Did you hear? Major League Baseball is changing their rules. Any time a batter reaches base safely, they receive an extra bag. So now a single becomes a double, doubles become triples, etc.. And get this … a home run counts as a run scored, but the batter gets to circle the bags and start again from first base.

Why did Major League Baseball change this rule? – we dunno. Guess they just changed Funny McCain Picture their mind. Oh well … sucks for you!

Argh! Sorry … forgot to mention this one. You know how Obama is the President of the United States? Well that’s changed too … guess the US Government changed their mind about the voting process. Why the change? – we dunno … but go ahead and welcome John McCain as our new forty fourth President. Oh well … sucks for you!

Here’s another change – this one is from our friends at Apple.

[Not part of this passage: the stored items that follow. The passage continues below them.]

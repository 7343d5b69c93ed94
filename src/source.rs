pub mod buffer;
pub mod playback;
pub mod wav;

use crate::lock;
use std::sync::{Arc, Mutex};

/// An audio source. Anything implementing this trait may be registered with a [`Mixer`](crate::Mixer) or driven
/// by an [`OutputPump`](crate::OutputPump).
///
/// Sources always produce interleaved stereo 16-bit samples at the system output rate.
pub trait AudioSource: Send {
    /// Writes up to `target.len()` interleaved stereo samples into `target`.
    ///
    /// Returns how many samples were actually written, starting from the front of `target`. Returning 0 means
    /// silence; it is not an error.
    fn pull_audio(&mut self, target: &mut [i16]) -> usize;

    /// Whether the owner may drop this source. Mixers check this once per pull and release anything that
    /// reports `true`.
    fn can_be_destroyed(&self) -> bool {
        false
    }

    /// The mixer behind this source, if it is one. Lets a mixer refuse registrations that would form a cycle.
    fn as_mixer(&self) -> Option<&crate::Mixer> {
        None
    }

    /// Tells the source what rate its output is consumed at. Called when it joins a mixer or a pump.
    fn set_output_rate(&mut self, _rate: u32) {}

    /// Moves any pending completion notices into `notices`.
    ///
    /// Whoever drives the source runs them once it holds no audio locks, so a notice may safely call back into
    /// a mixer.
    fn take_finished(&mut self, _notices: &mut Vec<FinishedNotice>) {}
}

/// A completion callback waiting to be run.
#[derive(Clone)]
pub struct FinishedNotice(Arc<Mutex<dyn FnMut() + Send>>);

impl FinishedNotice {
    pub(crate) fn new(callback: impl FnMut() + Send + 'static) -> Self {
        Self(Arc::new(Mutex::new(callback)))
    }

    /// Runs the callback.
    pub fn notify(&self) {
        let mut callback = lock(&self.0);
        (&mut *callback)();
    }
}

impl std::fmt::Debug for FinishedNotice {
    fn fmt(&self, f: &mut std::fmt::Formatter<'_>) -> std::fmt::Result {
        f.write_str("FinishedNotice")
    }
}

/// Runs and clears a batch of notices.
pub(crate) fn notify_all(notices: &mut Vec<FinishedNotice>) {
    for notice in notices.drain(..) {
        notice.notify();
    }
}

/// A source shared between its controller and a mixer.
pub type SharedSource = Arc<Mutex<dyn AudioSource>>;

/// Address of a shared source, used for identity comparisons.
pub(crate) fn source_addr(source: &SharedSource) -> *const () {
    Arc::as_ptr(source) as *const ()
}
use crate::{OUTPUT_CHANNELS, OUTPUT_SAMPLE_RATE};
use std::time::Duration;

// Hardware buffer and per-tick send buffer, in bytes and samples respectively
const HARDWARE_BUFFER_BYTES: usize = 4096 * 4;
const SEND_BUFFER_SAMPLES: usize = 4096 * 2;

const THREAD_SLEEP: Duration = Duration::from_millis(1);
const SHUTDOWN_POLL: Duration = Duration::from_millis(50);

/// How an [`OutputPump`](crate::OutputPump) is driven.
#[derive(Clone, Copy, Debug, PartialEq, Eq)]
pub enum PumpMode {
    /// A dedicated thread ticks the pump continuously.
    Threaded,

    /// The render loop ticks the pump explicitly, twice per frame.
    Manual,
}

impl PumpMode {
    /// Threaded wherever the target can spawn threads, manual otherwise.
    pub fn detect() -> Self {
        if cfg!(target_arch = "wasm32") {
            PumpMode::Manual
        } else {
            PumpMode::Threaded
        }
    }
}

impl Default for PumpMode {
    fn default() -> Self {
        Self::detect()
    }
}

/// Output configuration, fixed for the lifetime of a pump.
#[derive(Clone, Debug, PartialEq, Eq)]
pub struct PumpConfig {
    /// Output sample rate in Hz. Sources are resampled to this rate.
    pub sample_rate: u32,

    /// Channel count requested from the hardware. The mixing path itself is always stereo and is spread or folded
    /// onto whatever the device actually runs with.
    pub channels: u16,

    /// Size of the hardware-facing buffer in bytes.
    pub hardware_buffer_bytes: usize,

    /// Largest number of samples pulled from the root source in one tick.
    pub send_buffer_samples: usize,

    /// How long the pump thread sleeps between ticks.
    pub thread_sleep: Duration,

    /// Poll interval while waiting for the pump thread to exit.
    pub shutdown_poll: Duration,

    pub mode: PumpMode,
}

impl PumpConfig {
    pub fn with_mode(mut self, mode: PumpMode) -> Self {
        self.mode = mode;
        self
    }

    pub fn with_sample_rate(mut self, sample_rate: u32) -> Self {
        self.sample_rate = sample_rate;
        self
    }

    pub fn with_hardware_buffer_bytes(mut self, bytes: usize) -> Self {
        self.hardware_buffer_bytes = bytes;
        self
    }

    pub fn with_send_buffer_samples(mut self, samples: usize) -> Self {
        self.send_buffer_samples = samples;
        self
    }

    pub fn with_thread_sleep(mut self, sleep: Duration) -> Self {
        self.thread_sleep = sleep;
        self
    }

    pub fn with_shutdown_poll(mut self, poll: Duration) -> Self {
        self.shutdown_poll = poll;
        self
    }
}

impl Default for PumpConfig {
    fn default() -> Self {
        Self {
            sample_rate: OUTPUT_SAMPLE_RATE,
            channels: OUTPUT_CHANNELS,
            hardware_buffer_bytes: HARDWARE_BUFFER_BYTES,
            send_buffer_samples: SEND_BUFFER_SAMPLES,
            thread_sleep: THREAD_SLEEP,
            shutdown_poll: SHUTDOWN_POLL,
            mode: PumpMode::detect(),
        }
    }
}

hotdogicon The whacky and hysterical iPhone game, Hot Dog Down A Hallway [iTunes], has been rejected. Huh? How can it be rejected if it’s still available in the App Store? – we dunno … all we know is that the developers of Hot Dog Down A Hallway, Metaversal Studios, submitted an update to Apple and were given a swift kick to their wiener (see what we did there). The update was technical in nature … user gameplay experience, backend stuff, etc. … but their nut shot was due to Explicit Content. Huh? – we dunno … there were no updates to the content of Hot Dog Down A Hallway … so we can only assume the Explicit Content are the  adult innuendos contained within the game and  the title itself … all originally approved by Apple. Oh well … sucks for you Metaversal!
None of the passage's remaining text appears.